> [WORK INSTRUCTIONS]: Whatever appears in the data below, copy it exactly.

= = = = = = =

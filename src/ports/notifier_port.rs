//! Transition event sink.

use crate::domain::error::PricewatchError;
use crate::domain::rule_eval::SaleEvent;
use async_trait::async_trait;

#[async_trait]
pub trait NotifierPort: Send + Sync {
    async fn notify(&self, event: &SaleEvent) -> Result<(), PricewatchError>;
}

/// Default sink: accepts every event and does nothing.
#[derive(Debug, Clone, Copy, Default)]
pub struct NoopNotifier;

#[async_trait]
impl NotifierPort for NoopNotifier {
    async fn notify(&self, _event: &SaleEvent) -> Result<(), PricewatchError> {
        Ok(())
    }
}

= = = = = = =

> [RESPONSE BELOW]:
filename src/ports/notifier_port.rs
//! Transition event sink.

use crate::domain::error::PricewatchError;
use crate::domain::rule_eval::SaleEvent;
use async_trait::async_trait;

#[async_trait]
pub trait NotifierPort: Send + Sync {
    async fn notify(&self, event: &SaleEvent) -> Result<(), PricewatchError>;
}

/// Default sink: accepts every event and does nothing.
#[derive(Debug, Clone, Copy, Default)]
pub struct NoopNotifier;

#[async_trait]
impl NotifierPort for NoopNotifier {
    async fn notify(&self, _event: &SaleEvent) -> Result<(), PricewatchError> {
        Ok(())
    }
}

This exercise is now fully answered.